Small Heat Shock Proteins, Amyloid Fibrils, and Nicotine Stimulate a Common Immune Suppressive Pathway with Implications for Future Therapies.

The α7 nicotinic acetylcholine receptor (α7nAChR) is central to the anti-inflammatory function of the vagus nerve in a physiological mechanism termed the inflammatory reflex. Studies on the inflammatory reflex have been instrumental for the current development of the field of bioelectronic medicine. An independent investigation of the biological role of αB-crystallin (HspB5), the most abundant gene transcript present in active multiple sclerosis lesions in human brains, also led to α7nAChR. Induction of experimental autoimmune encephalomyelitis (EAE) in HspB5-/- mice results in greater paralytic signs, increased levels of proinflammatory cytokines, and T-lymphocyte activation relative to wild-type animals. Administration of HspB5 was therapeutic in animal models of multiple sclerosis, retinal and cardiac ischemia, and stroke.

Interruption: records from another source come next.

// ==========================================
// 日志系统初始化
// ==========================================
// 使用 tracing 和 tracing-subscriber
// 支持环境变量配置日志级别
// ==========================================

use tracing_subscriber::{fmt, EnvFilter};

/// 初始化日志系统
///
/// # 环境变量
/// - RUST_LOG: 日志级别过滤器（默认: info）
///   例如: RUST_LOG=debug 或 RUST_LOG=edms_project_wizard=trace
///
/// # 示例
/// ```no_run
/// use edms_project_wizard::logging;
/// logging::init();
/// ```
pub fn init() {
    // 从环境变量读取日志级别，默认为 info
    let filter = EnvFilter::try_from_default_env().unwrap_or_else(|_| EnvFilter::new("info"));

    // 配置日志格式
    fmt()
        .with_env_filter(filter)
        .with_target(true)
        .with_thread_ids(false)
        .with_line_number(true)
        .init();
}

/// 初始化测试环境的日志系统
///
/// 使用更详细的日志级别，便于调试
pub fn init_test() {
    let _ = fmt()
        .with_env_filter(EnvFilter::new("debug"))
        .with_test_writer()
        .try_init();
}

Structure-activity studies established that residues 73-92 were as potent as the parent protein, but only when it formed amyloid fibrils. Amyloid fibrils and small heat shock proteins (sHsps) selectively bound α7nAChR on peritoneal macrophages (MΦs) and B lymphocytes, converting the MΦs to an immune suppressive phenotype and mobilizing the migration of both cell types from the peritoneum to secondary lymph organs. Here, we review multiple aspects of this work, which may be of interest for developing future therapeutic approaches for multiple sclerosis and other disorders.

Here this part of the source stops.